The Present Does Not Recognize the Past
California Indigenous people are unsurpassed in their range of diversity of languages, cultures, and extraordinary survival within the confines of an equally rich and diverse geographic region in what is now known as the United States. Through the centuries, both the original peoples and the land have endured devastating impacts from periodic waves of newcomers. In more recent history, the epic mass migration related to the California Gold Rush of the 1850s irrevocably damaged California Native cultures and threatened their survival. The actions and official governmental policies of these migrants unequivocally decimated and dislocated California Native populations, along with dispossessing the remaining survivors of their ancestral lands and natural resources.

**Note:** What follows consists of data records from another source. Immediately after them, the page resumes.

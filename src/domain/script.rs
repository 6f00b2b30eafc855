//! Script text to statements.
//!
//! Each line is trimmed and classified on its own:
//! - blank lines, `//` comments and the `indicator(...)` declaration are skipped
//! - `plot(...)` lines become [`StatementKind::Plot`]
//! - `name = expression` lines become [`StatementKind::Assignment`]
//!
//! Any other line is ignored. Trailing `//` comments are stripped first.

use std::fmt;

use tracing::debug;

use crate::domain::args::{enclosed, is_identifier, named_argument, split_arguments};
use crate::domain::color::resolve_color;
use crate::domain::error::{ScriptError, ScriptErrorKind};
use crate::domain::expr::Expression;

pub const PLOT_KEYWORD: &str = "plot";
pub const DECLARATION_KEYWORD: &str = "indicator";
pub const DEFAULT_TITLE: &str = "Indicator";

#[derive(Debug, Clone, PartialEq)]
pub struct Script {
    /// Title from the `indicator("...")` declaration, if any.
    pub title: Option<String>,
    pub statements: Vec<Statement>,
}

impl Script {
    pub fn declared_title(&self) -> Option<&str> {
        self.title.as_deref()
    }
}

#[derive(Debug, Clone, PartialEq)]
pub struct Statement {
    /// 1-based line number.
    pub line: usize,
    pub kind: StatementKind,
}

#[derive(Debug, Clone, PartialEq)]
pub enum StatementKind {
    Assignment {
        target: String,
        expression: Expression,
    },
    Plot(PlotStatement),
}

#[derive(Debug, Clone, PartialEq)]
pub struct PlotStatement {
    /// Variable to plot, verbatim from the first argument.
    pub series: String,
    pub title: String,
    pub color: String,
}

impl fmt::Display for StatementKind {
    fn fmt(&self, f: &mut fmt::Formatter<'_>) -> fmt::Result {
        match self {
            StatementKind::Assignment { target, expression } => {
                write!(f, "{} = {}", target, expression)
            }
            StatementKind::Plot(plot) => {
                write!(f, "plot {} as \"{}\" in {}", plot.series, plot.title, plot.color)
            }
        }
    }
}

/// One recognised script line.
#[derive(Debug, Clone, PartialEq)]
pub enum Line {
    /// `indicator(...)` and its title, if one was given.
    Declaration(Option<String>),
    Statement(Statement),
}

/// Classify the lines of `text` in order. Each line is parsed only when the
/// iterator reaches it, so a caller can stop at the first failure.
pub fn parse_lines(text: &str) -> impl Iterator<Item = Result<Line, ScriptError>> + '_ {
    text.lines()
        .enumerate()
        .filter_map(|(idx, raw)| parse_line(idx + 1, raw).transpose())
}

/// Parse the whole script up front, failing on the first bad line.
pub fn parse_script(text: &str) -> Result<Script, ScriptError> {
    let mut title = None;
    let mut statements = Vec::new();
    for parsed in parse_lines(text) {
        match parsed? {
            Line::Declaration(declared) => {
                if title.is_none() {
                    title = declared;
                }
            }
            Line::Statement(statement) => statements.push(statement),
        }
    }
    Ok(Script { title, statements })
}

fn parse_line(line: usize, raw: &str) -> Result<Option<Line>, ScriptError> {
    let trimmed = raw.trim();
    if trimmed.is_empty() || trimmed.starts_with("//") {
        return Ok(None);
    }
    let code = strip_comment(trimmed).trim_end();

    if let Some(rest) = call_arguments(code, DECLARATION_KEYWORD) {
        return Ok(Some(Line::Declaration(declaration_title(rest))));
    }

    if let Some(rest) = call_arguments(code, PLOT_KEYWORD) {
        let plot = parse_plot(code, rest).map_err(|kind| ScriptError::new(line, kind))?;
        return Ok(Some(Line::Statement(Statement {
            line,
            kind: StatementKind::Plot(plot),
        })));
    }

    match classify_assignment(code) {
        Assignment::Statement { target, expression } => {
            let expression =
                Expression::parse(expression).map_err(|kind| ScriptError::new(line, kind))?;
            Ok(Some(Line::Statement(Statement {
                line,
                kind: StatementKind::Assignment {
                    target: target.to_string(),
                    expression,
                },
            })))
        }
        Assignment::InvalidTarget(target) => Err(ScriptError::new(
            line,
            ScriptErrorKind::InvalidTarget {
                target: target.to_string(),
            },
        )),
        Assignment::None => {
            debug!(line, text = code, "ignoring unrecognised line");
            Ok(None)
        }
    }
}

/// If `code` starts with `keyword` followed by `(`, return the text from the
/// parenthesis onward.
fn call_arguments<'a>(code: &'a str, keyword: &str) -> Option<&'a str> {
    let rest = code.strip_prefix(keyword)?;
    let rest = rest.trim_start();
    rest.starts_with('(').then_some(rest)
}

fn declaration_title(args: &str) -> Option<String> {
    let (inner, _) = enclosed(args, 0).ok()?;
    let first = split_arguments(inner).into_iter().next()?;
    let value = match named_argument(&first) {
        Some(("title", value)) => value.to_string(),
        Some(_) => return None,
        None => first,
    };
    let title = unquote(&value);
    (!title.is_empty()).then_some(title)
}

fn parse_plot(code: &str, args: &str) -> Result<PlotStatement, ScriptErrorKind> {
    let (inner, rest) = enclosed(args, 0).map_err(|e| ScriptErrorKind::MalformedPlot {
        reason: e.message,
    })?;
    if !rest.trim().is_empty() {
        return Err(ScriptErrorKind::MalformedPlot {
            reason: format!("unexpected input after plot(...): '{}'", rest.trim()),
        });
    }

    let mut positional = Vec::new();
    let mut title = None;
    let mut color = None;
    for arg in split_arguments(inner) {
        match named_argument(&arg) {
            Some(("title", value)) => title = Some(value.to_string()),
            Some(("color", value)) => color = Some(value.to_string()),
            Some((key, _)) => debug!(argument = key, "ignoring plot argument"),
            None => positional.push(arg),
        }
    }

    let mut positional = positional.into_iter();
    let series = match positional.next() {
        Some(series) if !series.is_empty() => series,
        _ => {
            return Err(ScriptErrorKind::MalformedPlot {
                reason: format!("missing series in `{}`", code),
            });
        }
    };
    let title = title.or_else(|| positional.next());
    let color = color.or_else(|| positional.next());

    let title = title
        .map(|t| unquote(&t))
        .filter(|t| !t.is_empty())
        .unwrap_or_else(|| DEFAULT_TITLE.to_string());

    Ok(PlotStatement {
        series,
        title,
        color: resolve_color(color.as_deref()),
    })
}

enum Assignment<'a> {
    Statement { target: &'a str, expression: &'a str },
    InvalidTarget(&'a str),
    None,
}

fn classify_assignment(code: &str) -> Assignment<'_> {
    let Some((lhs, rhs)) = code.split_once('=') else {
        return Assignment::None;
    };
    // `==`, `!=`, `<=`, `>=`
    if rhs.starts_with('=') || lhs.ends_with(['!', '<', '>']) {
        return Assignment::None;
    }
    let target = lhs.trim();
    if is_identifier(target) {
        return Assignment::Statement {
            target,
            expression: rhs.trim(),
        };
    }
    // Calls with named arguments, e.g. `hline(50, color=color.gray)`.
    if target.contains('(') {
        return Assignment::None;
    }
    Assignment::InvalidTarget(target)
}

/// Drop a trailing `//` comment that sits outside quotes.
fn strip_comment(code: &str) -> &str {
    let mut quote: Option<char> = None;
    let mut prev: Option<char> = None;
    for (i, ch) in code.char_indices() {
        match ch {
            '"' | '\'' if prev != Some('\\') => match quote {
                Some(q) if q == ch => quote = None,
                None => quote = Some(ch),
                Some(_) => {}
            },
            '/' if quote.is_none() && prev == Some('/') => return &code[..i - 1],
            _ => {}
        }
        prev = Some(ch);
    }
    code
}

/// Remove every quote character.
fn unquote(text: &str) -> String {
    text.chars().filter(|c| *c != '"' && *c != '\'').collect()
}
//! Stochastic oscillator, smoothed %D line.
//!
//! %K[i] = (close - lowest_low(k)) / (highest_high(k) - lowest_low(k)) * 100,
//! or 50 when the high-low range is zero. %D = SMA(%K, d).
//! Warmup: %K is not-a-number below k-1, so %D is defined from k+d-2.
//!
//! Default parameters: k=14, d=3

use crate::domain::indicator::{nan_max, nan_min, sma};
use crate::domain::symbols::Series;

pub const DEFAULT_K: usize = 14;
pub const DEFAULT_D: usize = 3;

pub fn stochastic_k(high: &[f64], low: &[f64], close: &[f64], k_length: usize) -> Series {
    let len = high.len().min(low.len()).min(close.len());
    let mut values = Vec::with_capacity(len);

    for i in 0..len {
        if k_length == 0 || i + 1 < k_length {
            values.push(f64::NAN);
            continue;
        }

        let mut highest = f64::NEG_INFINITY;
        let mut lowest = f64::INFINITY;
        for j in 0..k_length {
            highest = nan_max(highest, high[i - j]);
            lowest = nan_min(lowest, low[i - j]);
        }

        let range = highest - lowest;
        // An undefined range compares false and lands on 50 as well.
        values.push(if range > 0.0 {
            (close[i] - lowest) / range * 100.0
        } else {
            50.0
        });
    }

    values
}

pub fn stochastic(
    high: &[f64],
    low: &[f64],
    close: &[f64],
    k_length: usize,
    d_length: usize,
) -> Series {
    sma(&stochastic_k(high, low, close, k_length), d_length)
}
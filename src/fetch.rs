use crate::Error;
use bytes::Bytes;
use reqwest::Url;

/// Issue a single GET and return the response body.
///
/// Non-success statuses are errors. No caching and no retries.
pub async fn fetch(client: &reqwest::Client, url: Url) -> Result<Bytes, Error> {
    log::debug!("GET {}", url);
    let resp = client
        .get(url.clone())
        .send()
        .await?
        .error_for_status()
        .map_err(|e| {
            log::debug!("{}: {}", e, url);
            e
        })?;

    log::debug!("{} {}", resp.status(), url);
    Ok(resp.bytes().await?)
}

The evidence of the roles played by the State of California and the federal government during the first Gold Rush to dispossess California Indians from their land, and almost destroy their communities and cultures is known in certain academic circles. Recent scholarship, along with increasingly digitized primary source materials online, provide accessible, compelling evidence that California Indian history is a central component of U.S. and Native American history. This information remains absent in public and official venues such as public school curricula, museum exhibits and interpretive programs, and state government policies.
Students, educators, policy makers, and the general public know little to nothing about California Indigenous peoples’ cultures, histories, survival, and sovereignty. There is no reason why California Indians should be absent from colonial, U.S., and California educational curricula.
Everybody has a History, Everybody has a Past
But not everybody’s history and past are recognized, honored, or respected. This website seeks to change that. It allows anyone access to primary sources and educational materials to review, evaluate and draw their own conclusions about the history and the past experienced by California Indigenous people.
The California Indian History website also works collaboratively with California Indigenous people, alliances and allies to make available educational essays, multi-media, and video online for students, educators, policy makers, and the general public to learn more about California Indian histories and cultures.
We hope that knowledge and a better understanding will break the longstanding silence, bear witness to the history of the Indigenous people whose ancestral lands are what is now known as California, and create an opportunity to heal current and future generations who are impacted by the historical trauma of the past.